Rund 10 % aller Flamen kommen nur schwerlich mit ihrem Einkommen rund, wie das flämische Statistikamt auf Basis einer europäischen Studie meldet. Viele flämische Haushalte können sich in den Ferien nicht mal eine Woche Urlaub weg von zu Hause leisten. Gleichzeitig steigen die durchschnittlichen Wohnungsmieten auf über 750 € monatlich.

Etwa 10 % der flämischen Haushalte kommen nach einer europäischen Studie nicht oder nur schwerlich mit dem ihnen zur Verfügung stehenden Einkommen aus, wie das Statistikamt des Landes meldet. Bis zu 15 % der Familien in Flandern können sich zudem noch nicht einmal eine Woche Urlaub in den Ferien weg von zu Hause leisten. Das betrifft rund 1 Million Menschen. Armut kommt hierzulande am häufigsten bei Personen mit weniger Bildung, bei Arbeitslosen und bei Alleinstehenden vor.

Gleichzeitig steigt in Flandern der Mietspiegel, wie das flämische Wirtschaftsblatt De Tijd am Mittwoch meldet. Demnach sind die Mieten für Appartements hierzulande im ersten Halbjahr 2021 auf durchschnittlich über 755 € gestiegen, womit die Marke von 750 € zum ersten Mal überschritten wurde, wie bei CIB, dem Maklerverband in Flandern, verlautete.
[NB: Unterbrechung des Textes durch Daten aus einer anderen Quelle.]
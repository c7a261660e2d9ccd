//! Controller registry
//!
//! One controller per host container, owned explicitly and keyed by the
//! host's identity. Also the fan-out point for environment lifecycle
//! signals, which replaces per-controller notification subscriptions:
//! controllers opt in while following and the registry forwards signals
//! only to subscribed ones.

use rustc_hash::FxHashMap;
use slotmap::{new_key_type, SlotMap};

use shybar_core::{LifecycleSignal, SharedChrome, SharedContainer};

use crate::controller::HeaderScrollController;

new_key_type! {
    /// Unique identifier for a registered controller
    pub struct ControllerId;
}

/// Identity of a host container, supplied by the embedding application.
#[derive(Clone, Copy, Debug, PartialEq, Eq, Hash)]
pub struct HostId(pub u64);

/// Owns the controllers of all live host containers.
pub struct ControllerRegistry {
    controllers: SlotMap<ControllerId, HeaderScrollController>,
    by_host: FxHashMap<HostId, ControllerId>,
}

impl ControllerRegistry {
    pub fn new() -> Self {
        Self {
            controllers: SlotMap::with_key(),
            by_host: FxHashMap::default(),
        }
    }

    /// Controller for a host, created lazily on first use.
    pub fn controller_for(
        &mut self,
        host: HostId,
        chrome: &SharedChrome,
        container: &SharedContainer,
    ) -> &mut HeaderScrollController {
        let id = match self.by_host.get(&host) {
            Some(&id) => id,
            None => {
                let id = self
                    .controllers
                    .insert(HeaderScrollController::new(chrome, container));
                self.by_host.insert(host, id);
                id
            }
        };
        &mut self.controllers[id]
    }

    pub fn get(&self, host: HostId) -> Option<&HeaderScrollController> {
        self.by_host
            .get(&host)
            .and_then(|&id| self.controllers.get(id))
    }

    pub fn get_mut(&mut self, host: HostId) -> Option<&mut HeaderScrollController> {
        self.by_host
            .get(&host)
            .and_then(|&id| self.controllers.get_mut(id))
    }

    /// Tear down a host's controller (restoring the header) and drop it.
    ///
    /// Returns false if the host had no controller.
    pub fn remove(&mut self, host: HostId) -> bool {
        let Some(id) = self.by_host.remove(&host) else {
            return false;
        };
        if let Some(mut controller) = self.controllers.remove(id) {
            controller.stop_following(true);
        }
        true
    }

    /// Forward an environment signal; subscribed controllers force their
    /// headers fully visible.
    pub fn dispatch_lifecycle(&mut self, signal: LifecycleSignal) {
        for (_, controller) in self.controllers.iter_mut() {
            controller.handle_lifecycle(signal);
        }
    }

    /// Advance every in-flight snap animation.
    ///
    /// Returns true while any controller is still animating.
    pub fn tick(&mut self, dt: f32) -> bool {
        let mut animating = false;
        for (_, controller) in self.controllers.iter_mut() {
            animating |= controller.tick(dt);
        }
        animating
    }

    pub fn len(&self) -> usize {
        self.controllers.len()
    }

    pub fn is_empty(&self) -> bool {
        self.controllers.is_empty()
    }
}

impl Default for ControllerRegistry {
    fn default() -> Self {
        Self::new()
    }
}
//! shybar animation primitives
//!
//! Easing curves and a timed [`Tween`] for distributing a snap transition's
//! remaining travel across event-loop ticks. Deliberately small: the
//! controller reacts to externally reported motion and only ever animates
//! the short snap to a terminal header state.

pub mod easing;
pub mod tween;

pub use easing::Easing;
pub use tween::Tween;
//! Capability traits implemented by the host environment
//!
//! The controller talks to its host exclusively through these seams, so it
//! carries no dependency on any concrete UI toolkit. Hosts hand the
//! controller `Arc<Mutex<dyn ..>>` handles; the controller keeps only
//! `Weak` references and treats a dead upgrade as a silent no-op.

use std::sync::{Arc, Mutex, Weak};

use crate::events::GestureHandle;
use crate::geometry::{EdgeInsets, Point, Rect, Size};
use crate::state::HeaderState;

/// Settable-opacity capability for header sub-elements registered as fade
/// targets (accessory items, decorative views). Registration is explicit:
/// anything the chrome does not surface here is left untouched.
pub trait Fadeable: Send {
    fn alpha(&self) -> f32;
    fn set_alpha(&mut self, alpha: f32);
}

/// The persistent top chrome region whose geometry the controller drives.
pub trait HeaderChrome: Send {
    fn frame(&self) -> Rect;
    fn set_frame(&mut self, frame: Rect);

    /// Whether the header draws over the content instead of above it.
    /// Opaque headers require the content area to be resized as the
    /// header moves; translucent ones only need offset clamping.
    fn is_translucent(&self) -> bool;

    /// Whether header-hosted controls accept input.
    fn set_interactive(&mut self, enabled: bool);

    fn set_title_alpha(&mut self, alpha: f32);
    fn set_tint_alpha(&mut self, alpha: f32);

    /// Visit every sub-element registered as a fade target.
    fn for_each_fade_target(&mut self, apply: &mut dyn FnMut(&mut dyn Fadeable));
}

/// The scrollable content surface the controller follows.
///
/// Installed recognizer handles must be recorded so detaching is
/// observable; the surface itself never interprets gestures.
pub trait ScrollSurface: Send {
    fn content_offset(&self) -> Point;
    fn set_content_offset(&mut self, offset: Point);
    fn content_size(&self) -> Size;

    /// The surface's frame in the host container (the visible viewport).
    fn viewport(&self) -> Rect;
    fn content_insets(&self) -> EdgeInsets;

    fn install_pan_recognizer(&mut self, handle: GestureHandle);
    fn remove_pan_recognizer(&mut self, handle: GestureHandle);
    fn has_pan_recognizer(&self, handle: GestureHandle) -> bool;
}

/// The container owning the header and the content area.
pub trait HostContainer: Send {
    fn frame(&self) -> Rect;

    /// Height of the status area the header tucks under.
    fn status_inset(&self) -> f32;

    /// Frame of the currently visible content view.
    fn content_frame(&self) -> Rect;
    fn set_content_frame(&mut self, frame: Rect);

    /// Thickness of opaque bottom chrome (e.g. a tab bar) subtracted from
    /// the content area when the header is opaque.
    fn bottom_chrome_inset(&self) -> f32;
}

/// Auxiliary view translated in step with the header (e.g. a secondary
/// toolbar pinned below it).
pub trait Follower: Send {
    fn translate_by(&mut self, dy: f32);
}

/// Frame get/set capability, used for the keep-size anchor whose frame is
/// restored after each opaque-mode geometry pass.
pub trait Framed: Send {
    fn frame(&self) -> Rect;
    fn set_frame(&mut self, frame: Rect);
}

/// Observer of controller state changes. Both callbacks fire exactly once
/// per actual change, never for same-state writes.
pub trait HeaderScrollObserver: Send {
    fn will_change_state(&mut self, _next: HeaderState) {}
    fn did_change_state(&mut self, _current: HeaderState) {}
}

pub type SharedChrome = Arc<Mutex<dyn HeaderChrome>>;
pub type SharedSurface = Arc<Mutex<dyn ScrollSurface>>;
pub type SharedContainer = Arc<Mutex<dyn HostContainer>>;
pub type SharedFollower = Arc<Mutex<dyn Follower>>;
pub type SharedFramed = Arc<Mutex<dyn Framed>>;
pub type SharedObserver = Arc<Mutex<dyn HeaderScrollObserver>>;

pub type WeakChrome = Weak<Mutex<dyn HeaderChrome>>;
pub type WeakSurface = Weak<Mutex<dyn ScrollSurface>>;
pub type WeakContainer = Weak<Mutex<dyn HostContainer>>;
CIB analysierte dazu 15.700 Mietverträge, die zwischen Januar und Juni 2021 am privaten Mietmarkt in Flandern abgeschlossen wurden. Grund für diese Entwicklung sind eine aktuell hohe Nachfrage und mehr Neubauten, die eher hochpreislich sind. Das bedeutet, dass es für finanziell eher schwache Haushalte immer schwieriger wird, in Flandern bezahlbaren Wohnraum zu finden, das die Armutszahlen schon kurzfristig wohl weiter ansteigen lassen wird.